[Saved entries]
= = = =
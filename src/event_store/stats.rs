//! Event Store Statistics
//!
//! Provides statistics about the event store including:
//! - Record counts by event type
//! - Per-workspace counts and recorded time bounds
//! - Log size on disk

use std::collections::{BTreeMap, HashMap};
use std::fs;

use serde::Serialize;

use crate::error::TimelineResult;
use crate::types::{ChangeEvent, EventType};
use crate::validation::Classification;

use super::store::EventStore;

/// Counts for one workspace
#[derive(Debug, Clone, Default, PartialEq, Eq, Serialize)]
#[serde(rename_all = "camelCase")]
pub struct WorkspaceStats {
    pub total_records: usize,
    pub content_edits: usize,
    pub lifecycle_events: usize,
    /// Stored but excluded from replay
    pub non_conforming: usize,
    pub start_timestamp: Option<i64>,
    pub end_timestamp: Option<i64>,
}

/// Statistics about the Event Store
#[derive(Debug, Clone, Default, Serialize)]
#[serde(rename_all = "camelCase")]
pub struct EventStoreStats {
    /// Records held in the index
    pub total_records: usize,
    /// Conforming records by type
    pub events_by_type: HashMap<EventType, usize>,
    pub non_conforming: usize,
    /// Size of events.jsonl in bytes; 0 for in-memory stores
    pub log_size: u64,
    /// Human-readable `log_size`
    pub log_size_display: String,
    pub next_sequence: u64,
    pub workspaces: BTreeMap<String, WorkspaceStats>,
}

impl EventStoreStats {
    pub fn workspace_count(&self) -> usize {
        self.workspaces.len()
    }

    /// Format size in human-readable format
    pub fn format_size(bytes: u64) -> String {
        const KB: u64 = 1024;
        const MB: u64 = KB * 1024;
        const GB: u64 = MB * 1024;

        if bytes >= GB {
            format!("{:.2} GB", bytes as f64 / GB as f64)
        } else if bytes >= MB {
            format!("{:.2} MB", bytes as f64 / MB as f64)
        } else if bytes >= KB {
            format!("{:.2} KB", bytes as f64 / KB as f64)
        } else {
            format!("{} B", bytes)
        }
    }
}

impl EventStore {
    /// Collect statistics from the in-memory index and the log file
    pub fn stats(&self) -> TimelineResult<EventStoreStats> {
        let mut stats = EventStoreStats {
            next_sequence: self.next_sequence(),
            ..Default::default()
        };

        if let Some(path) = self.config().events_path() {
            if path.exists() {
                stats.log_size = fs::metadata(&path)?.len();
            }
        }
        stats.log_size_display = EventStoreStats::format_size(stats.log_size);

        let index = self.index.read();
        for (workspace_id, log) in index.iter() {
            let mut workspace = WorkspaceStats {
                total_records: log.records.len(),
                start_timestamp: log.records.keys().next().map(|k| k.timestamp),
                end_timestamp: log.records.keys().next_back().map(|k| k.timestamp),
                ..Default::default()
            };

            for record in log.records.values() {
                match &record.classification {
                    Classification::Conforming(event) => {
                        match event {
                            ChangeEvent::ContentEdit(_) => workspace.content_edits += 1,
                            ChangeEvent::Lifecycle(_) => workspace.lifecycle_events += 1,
                        }
                        *stats.events_by_type.entry(event.event_type()).or_insert(0) += 1;
                    }
                    Classification::NonConforming(_) => workspace.non_conforming += 1,
                }
            }

            stats.total_records += workspace.total_records;
            stats.non_conforming += workspace.non_conforming;
            stats.workspaces.insert(workspace_id.clone(), workspace);
        }

        Ok(stats)
    }
}

#[cfg(test)]
mod tests {
    use super::*;
    use crate::event_store::EventStoreConfig;
    use serde_json::json;
    use tempfile::TempDir;

    #[test]
    fn test_collect_stats() {
        let temp_dir = TempDir::new().unwrap();
        let store = EventStore::open(EventStoreConfig::new(temp_dir.path().join("data"))).unwrap();

        store
            .append_batch(vec![
                json!({
                    "workspaceId": "ws",
                    "timestamp": 10,
                    "eventType": "content_change",
                    "metadata": {"contentChanges": []}
                }),
                json!({"workspaceId": "ws", "timestamp": 5, "eventType": "file_open"}),
                json!({"workspaceId": "ws", "timestamp": 20, "eventType": "content_change"}),
                json!({"workspaceId": "other", "timestamp": 1, "eventType": "terminal_activity"}),
            ])
            .unwrap();

        let stats = store.stats().unwrap();
        assert_eq!(stats.total_records, 4);
        assert_eq!(stats.non_conforming, 1);
        assert_eq!(stats.next_sequence, 4);
        assert_eq!(stats.workspace_count(), 2);
        assert!(stats.log_size > 0);

        assert_eq!(stats.events_by_type.get(&EventType::ContentChange), Some(&1));
        assert_eq!(stats.events_by_type.get(&EventType::FileOpen), Some(&1));
        assert_eq!(stats.events_by_type.get(&EventType::TerminalActivity), Some(&1));

        let ws = &stats.workspaces["ws"];
        assert_eq!(ws.content_edits, 1);
        assert_eq!(ws.lifecycle_events, 1);
        assert_eq!(ws.non_conforming, 1);
        assert_eq!(ws.start_timestamp, Some(5));
        assert_eq!(ws.end_timestamp, Some(20));
    }

    #[test]
    fn test_in_memory_stats_have_no_log_size() {
        let stats = EventStore::in_memory().stats().unwrap();
        assert_eq!(stats.log_size, 0);
        assert_eq!(stats.log_size_display, "0 B");
        assert_eq!(stats.workspace_count(), 0);
    }

    #[test]
    fn test_format_size() {
        assert_eq!(EventStoreStats::format_size(500), "500 B");
        assert_eq!(EventStoreStats::format_size(1024), "1.00 KB");
        assert_eq!(EventStoreStats::format_size(1536), "1.50 KB");
        assert_eq!(EventStoreStats::format_size(1048576), "1.00 MB");
        assert_eq!(EventStoreStats::format_size(1073741824), "1.00 GB");
    }
}
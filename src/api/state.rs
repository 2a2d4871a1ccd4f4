//! Shared application state for HTTP handlers

use std::sync::Arc;

use crate::event_store::EventStore;
use crate::session::{SessionConfig, SessionManager};

pub struct AppState {
    /// The event log
    pub store: Arc<EventStore>,
    /// Mounted scrub sessions
    pub sessions: SessionManager,
}

impl AppState {
    pub fn new(store: Arc<EventStore>, session_config: SessionConfig) -> Self {
        let sessions = SessionManager::new(Arc::clone(&store), session_config);
        Self { store, sessions }
    }

    /// Get the current sequence ID
    pub fn current_sequence_id(&self) -> u64 {
        self.store.next_sequence()
    }
}
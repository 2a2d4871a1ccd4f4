//! SSE (Server-Sent Events) module for scrub frames
//!
//! ## Endpoints
//! - `GET /api/sessions/:sid/stream` - frames of one session as they change

pub mod handler;

use axum::response::sse::Event;
use serde::Serialize;

use crate::session::Frame;

/// SSE event types
#[derive(Debug, Clone, Serialize)]
#[serde(tag = "type", rename_all = "snake_case")]
pub enum SseEvent {
    /// New scrub frame
    Frame {
        #[serde(flatten)]
        frame: Frame,
    },
    /// Error notification
    Error { code: String, message: String },
}

impl SseEvent {
    fn name(&self) -> &'static str {
        match self {
            SseEvent::Frame { .. } => "frame",
            SseEvent::Error { .. } => "error",
        }
    }

    pub fn into_event(self) -> Event {
        Event::default()
            .event(self.name())
            .data(serde_json::to_string(&self).unwrap_or_default())
    }
}

#[cfg(test)]
mod tests {
    use super::*;

    #[test]
    fn test_error_event_shape() {
        let event = SseEvent::Error {
            code: "lagged".to_string(),
            message: "missed 3 frames".to_string(),
        };
        let json = serde_json::to_value(&event).unwrap();
        assert_eq!(json["type"], "error");
        assert_eq!(json["code"], "lagged");
        assert_eq!(event.name(), "error");
    }
}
= = = =
WHAT IS EXPECTED >>
Copy every line of the data where "BTreeMap" is found.

RESULT OF THIS EXERCISE >>
use std::collections::{BTreeMap, HashMap};
    pub workspaces: BTreeMap<String, WorkspaceStats>,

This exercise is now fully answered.